The required answer is every line of the data containing the word "VecDeque".

[Stored data entries]
━━━━━━

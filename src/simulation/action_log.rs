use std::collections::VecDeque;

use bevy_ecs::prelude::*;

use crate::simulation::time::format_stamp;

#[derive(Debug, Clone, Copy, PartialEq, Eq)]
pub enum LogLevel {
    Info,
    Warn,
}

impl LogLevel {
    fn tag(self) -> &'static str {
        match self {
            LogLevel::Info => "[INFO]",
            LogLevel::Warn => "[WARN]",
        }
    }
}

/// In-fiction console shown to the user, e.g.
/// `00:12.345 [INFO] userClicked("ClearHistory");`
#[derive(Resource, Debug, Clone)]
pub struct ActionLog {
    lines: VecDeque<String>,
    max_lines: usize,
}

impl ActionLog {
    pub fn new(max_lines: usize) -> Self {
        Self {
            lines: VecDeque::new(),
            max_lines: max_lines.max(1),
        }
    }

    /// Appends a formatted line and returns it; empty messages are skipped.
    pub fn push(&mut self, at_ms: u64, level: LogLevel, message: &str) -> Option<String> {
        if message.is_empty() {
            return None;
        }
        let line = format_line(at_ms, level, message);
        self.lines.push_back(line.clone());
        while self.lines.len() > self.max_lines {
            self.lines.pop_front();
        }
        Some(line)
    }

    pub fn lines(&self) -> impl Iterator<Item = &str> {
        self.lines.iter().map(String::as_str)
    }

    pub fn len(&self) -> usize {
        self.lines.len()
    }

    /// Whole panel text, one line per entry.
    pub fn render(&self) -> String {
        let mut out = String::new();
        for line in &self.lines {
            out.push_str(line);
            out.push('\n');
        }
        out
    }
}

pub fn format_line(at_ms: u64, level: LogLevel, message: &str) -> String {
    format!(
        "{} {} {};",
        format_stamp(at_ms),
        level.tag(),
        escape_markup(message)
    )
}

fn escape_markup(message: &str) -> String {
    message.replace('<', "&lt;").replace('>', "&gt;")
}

━━━━━━

◆ **ANSWER**
use std::collections::VecDeque;
    lines: VecDeque<String>,
            lines: VecDeque::new(),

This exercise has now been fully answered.